In the past I’ve posted about attending my first algorave, and since then I’ve been dabbling from time to time with making little tunes using the Strudel live coding platform, and visuals with the Hydra video synthesizer. You can get amazing results with these tools on even the most modest hardware - basically anything that will run a reasonably modern web browser.
Most people using tools like this are probably just messing around and having fun, but it’s starting to feel increasingly like something that could go mainstream. I mean, check out this song by DJ_Dave:
From my perspective part of the beauty of the live coding and algorave culture is that people routinely share their noodlings and remix things that other people have created. It feels like an open by default culture, although key tools like Strudel and Hydra are open source, and you could host them yourself without having to share anything with anyone.

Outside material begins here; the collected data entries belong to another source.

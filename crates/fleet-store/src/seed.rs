//! # Demo Fleet
//!
//! The sample fleet a fresh install starts with when `seed_demo_data` is on.
//!
//! ## What's Included
//! ```text
//! ┌─────────────────────────────────────────────────────────────────────────┐
//! │  8 vehicles     trucks, vans and bikes across all four regions          │
//! │                 (one On Trip pair, one In Shop, one Retired)            │
//! │  7 drivers      one Suspended with a long-expired license               │
//! │  7 trips        Draft, Dispatched, Completed and Cancelled              │
//! │  5 maintenance  one still In Progress (V003)                            │
//! │  8 fuel logs    diesel at ₹95.50, petrol ₹105.20 / ₹110.30              │
//! │  4 cargo items  waiting for a trip                                      │
//! └─────────────────────────────────────────────────────────────────────────┘
//! ```

use chrono::NaiveDate;
use fleet_core::{
    CargoPriority, Driver, DriverStatus, FleetState, FuelLog, MaintenanceLog,
    MaintenanceStatus, Money, PendingCargo, Region, Trip, TripStatus, Vehicle, VehicleStatus,
    VehicleType,
};
use tracing::info;

fn date(y: i32, m: u32, d: u32) -> NaiveDate {
    NaiveDate::from_ymd_opt(y, m, d).unwrap_or(NaiveDate::MIN)
}

/// Builds the demo fleet.
pub fn demo_state() -> FleetState {
    let mut state = FleetState {
        vehicles: vehicles(),
        drivers: drivers(),
        trips: trips(),
        maintenance_logs: maintenance_logs(),
        fuel_logs: fuel_logs(),
        pending_cargo: pending_cargo(),
        ..FleetState::new()
    };
    state.sync_issued_ids();

    info!(
        vehicles = state.vehicles.len(),
        drivers = state.drivers.len(),
        trips = state.trips.len(),
        "Demo fleet seeded"
    );
    state
}

// =============================================================================
// Vehicles
// =============================================================================

#[allow(clippy::too_many_arguments)]
fn vehicle(
    id: &str,
    name: &str,
    model: &str,
    vehicle_type: VehicleType,
    plate: &str,
    capacity: u32,
    odometer: u64,
    status: VehicleStatus,
    region: Region,
    year: u16,
) -> Vehicle {
    Vehicle {
        id: id.to_string(),
        name: name.to_string(),
        model: model.to_string(),
        vehicle_type,
        plate: plate.to_string(),
        capacity,
        odometer,
        status,
        region,
        year,
    }
}

fn vehicles() -> Vec<Vehicle> {
    use Region::*;
    use VehicleStatus::*;
    use VehicleType::*;

    vec![
        vehicle("V001", "Volvo FH16", "FH16 750", Truck, "MH-01-AB-1234", 24000, 142500, Available, North, 2021),
        vehicle("V002", "Mercedes Actros", "Actros 2545", Truck, "DL-05-CD-5678", 20000, 98300, OnTrip, South, 2020),
        vehicle("V003", "Tata Ace", "Ace Gold", Van, "KA-03-EF-9012", 750, 55400, InShop, West, 2022),
        vehicle("V004", "Mahindra Bolero", "Bolero Pickup", Van, "GJ-07-GH-3456", 1200, 77800, Available, West, 2021),
        vehicle("V005", "Honda Activa", "Activa 6G", Bike, "MH-12-IJ-7890", 25, 12400, OnTrip, East, 2023),
        vehicle("V006", "Ashok Leyland", "Captain 3518", Truck, "TN-09-KL-2345", 18000, 210000, Retired, South, 2018),
        vehicle("V007", "Eicher Pro", "Pro 2059", Truck, "MH-04-MN-6789", 9000, 63200, Available, North, 2022),
        vehicle("V008", "Bajaj RE", "RE Compact", Bike, "UP-32-OP-1234", 500, 34500, Available, East, 2022),
    ]
}

// =============================================================================
// Drivers
// =============================================================================

#[allow(clippy::too_many_arguments)]
fn driver(
    id: &str,
    name: &str,
    license: &str,
    license_expiry: NaiveDate,
    status: DriverStatus,
    safety_score: u8,
    (trips_completed, total_trips): (u32, u32),
    phone: &str,
    region: Region,
) -> Driver {
    Driver {
        id: id.to_string(),
        name: name.to_string(),
        license: license.to_string(),
        license_expiry,
        status,
        safety_score,
        trips_completed,
        total_trips,
        phone: phone.to_string(),
        region,
    }
}

fn drivers() -> Vec<Driver> {
    use DriverStatus::*;
    use Region::*;

    vec![
        driver("D001", "Rajesh Kumar", "MH-012345", date(2027, 6, 15), OnDuty, 92, (145, 152), "+91-9876543210", North),
        driver("D002", "Sunil Sharma", "DL-987654", date(2025, 11, 30), OnDuty, 78, (98, 110), "+91-9765432109", South),
        driver("D003", "Priya Nair", "KA-456789", date(2026, 3, 20), OffDuty, 95, (201, 205), "+91-9654321098", West),
        driver("D004", "Amit Patel", "GJ-321654", date(2023, 8, 1), Suspended, 55, (67, 89), "+91-9543210987", West),
        driver("D005", "Meena Das", "MH-789012", date(2028, 1, 10), OnDuty, 88, (77, 80), "+91-9432109876", East),
        driver("D006", "Karan Singh", "TN-654321", date(2026, 9, 25), OffDuty, 84, (130, 140), "+91-9321098765", South),
        driver("D007", "Anita Roy", "UP-111222", date(2027, 12, 5), OnDuty, 91, (60, 63), "+91-9210987654", East),
    ]
}

// =============================================================================
// Trips
// =============================================================================

#[allow(clippy::too_many_arguments)]
fn trip(
    id: &str,
    (vehicle_id, driver_id): (&str, &str),
    (origin, destination): (&str, &str),
    cargo_description: &str,
    cargo_weight: u32,
    status: TripStatus,
    (start_date, end_date): (Option<NaiveDate>, Option<NaiveDate>),
    revenue_rupees: i64,
) -> Trip {
    Trip {
        id: id.to_string(),
        vehicle_id: vehicle_id.to_string(),
        driver_id: driver_id.to_string(),
        origin: origin.to_string(),
        destination: destination.to_string(),
        cargo_description: cargo_description.to_string(),
        cargo_weight,
        status,
        start_date,
        end_date,
        revenue: Money::from_major(revenue_rupees),
    }
}

fn trips() -> Vec<Trip> {
    use TripStatus::*;

    let feb = |d: u32| Some(date(2026, 2, d));

    vec![
        trip("T001", ("V002", "D001"), ("Mumbai", "Delhi"), "Electronics", 15000, Dispatched, (feb(18), None), 85000),
        trip("T002", ("V005", "D005"), ("Pune", "Nashik"), "Parcels", 20, Dispatched, (feb(20), None), 1200),
        trip("T003", ("V001", "D003"), ("Bengaluru", "Chennai"), "Auto Parts", 18000, Completed, (feb(10), feb(13)), 95000),
        trip("T004", ("V007", "D006"), ("Ahmedabad", "Surat"), "Textiles", 7500, Completed, (feb(5), feb(6)), 42000),
        trip("T005", ("V004", "D007"), ("Jaipur", "Agra"), "Handicrafts", 900, Cancelled, (feb(15), None), 0),
        trip("T006", ("V001", "D001"), ("Delhi", "Chandigarh"), "FMCG Goods", 20000, Draft, (None, None), 70000),
        trip("T007", ("V008", "D005"), ("Lucknow", "Kanpur"), "Documents", 400, Completed, (feb(1), feb(1)), 3500),
    ]
}

// =============================================================================
// Maintenance & Fuel
// =============================================================================

#[allow(clippy::too_many_arguments)]
fn maintenance(
    id: &str,
    vehicle_id: &str,
    date: NaiveDate,
    service_type: &str,
    description: &str,
    cost_rupees: i64,
    technician: &str,
    status: MaintenanceStatus,
) -> MaintenanceLog {
    MaintenanceLog {
        id: id.to_string(),
        vehicle_id: vehicle_id.to_string(),
        date,
        service_type: service_type.to_string(),
        description: description.to_string(),
        cost: Money::from_major(cost_rupees),
        technician: technician.to_string(),
        status,
    }
}

fn maintenance_logs() -> Vec<MaintenanceLog> {
    use MaintenanceStatus::*;

    vec![
        maintenance("M001", "V003", date(2026, 2, 14), "Engine Overhaul", "Full engine inspection and overhaul", 52000, "Ram Motors", InProgress),
        maintenance("M002", "V001", date(2026, 1, 20), "Oil Change", "Synthetic oil change + filter", 3500, "QuickFix Garage", Completed),
        maintenance("M003", "V002", date(2026, 1, 5), "Brake Service", "Brake pad replacement all wheels", 8200, "AutoCare Center", Completed),
        maintenance("M004", "V006", date(2025, 12, 10), "Tyre Replacement", "All 6 tyres replaced", 45000, "MRF Service", Completed),
        maintenance("M005", "V007", date(2026, 2, 19), "AC Service", "AC compressor and gas refill", 6800, "CoolTech", Completed),
    ]
}

/// Prices and totals are in paise; the recorded totals are kept as
/// entered rather than recomputed.
fn fuel(
    id: &str,
    vehicle_id: &str,
    date: NaiveDate,
    liters: f64,
    (cost_per_liter, total_cost): (i64, i64),
    odometer: u64,
) -> FuelLog {
    FuelLog {
        id: id.to_string(),
        vehicle_id: vehicle_id.to_string(),
        date,
        liters,
        cost_per_liter: Money::from_minor(cost_per_liter),
        total_cost: Money::from_minor(total_cost),
        odometer,
    }
}

fn fuel_logs() -> Vec<FuelLog> {
    let day = |m: u32, d: u32| date(2026, m, d);

    vec![
        fuel("F001", "V001", day(2, 15), 120.0, (9550, 1_146_000), 142200),
        fuel("F002", "V002", day(2, 18), 200.0, (9550, 1_910_000), 97900),
        fuel("F003", "V003", day(2, 10), 40.0, (10520, 420_800), 55200),
        fuel("F004", "V004", day(2, 12), 55.0, (10520, 578_600), 77600),
        fuel("F005", "V005", day(2, 20), 5.0, (11030, 55_150), 12380),
        fuel("F006", "V007", day(2, 16), 80.0, (9550, 764_000), 63000),
        fuel("F007", "V001", day(1, 28), 110.0, (9550, 1_050_500), 141900),
        fuel("F008", "V008", day(2, 19), 8.0, (11030, 88_240), 34300),
    ]
}

// =============================================================================
// Pending Cargo
// =============================================================================

fn cargo(
    id: &str,
    description: &str,
    weight: u32,
    (origin, destination): (&str, &str),
    priority: CargoPriority,
) -> PendingCargo {
    PendingCargo {
        id: id.to_string(),
        description: description.to_string(),
        weight,
        origin: origin.to_string(),
        destination: destination.to_string(),
        priority,
    }
}

fn pending_cargo() -> Vec<PendingCargo> {
    use CargoPriority::*;

    vec![
        cargo("C001", "Industrial Machinery", 22000, ("Pune", "Nagpur"), High),
        cargo("C002", "Pharmaceutical Goods", 500, ("Hyderabad", "Bengaluru"), Urgent),
        cargo("C003", "Construction Material", 8000, ("Jaipur", "Mumbai"), Normal),
        cargo("C004", "Cold Chain Produce", 1200, ("Nashik", "Pune"), Urgent),
    ]
}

Perhaps the apotheosis of this is Nudel, the collaborative livecoding environment. Anyone can plonk themselves down in Nudel and start making noises and/or visuals by editing or writing new code - it’s like a perpetual jam session, potentially involving Raspberry (Pi). And by default, everyone is a member of virtual supergroup pastagang. I am pastagang. You are pastagang. We are all pastagang. Except some of us just don’t know it yet…
It can be a bit overwhelming to begin with, but thankfully there are lots of tutorials and examples to work, and my personal favourite - really enthusiastic people like Strudel contributor Switch Angel who love to share what they have learned and built. Even if you never write a line of code, it’s hard not to get swept away by their energy and excitement…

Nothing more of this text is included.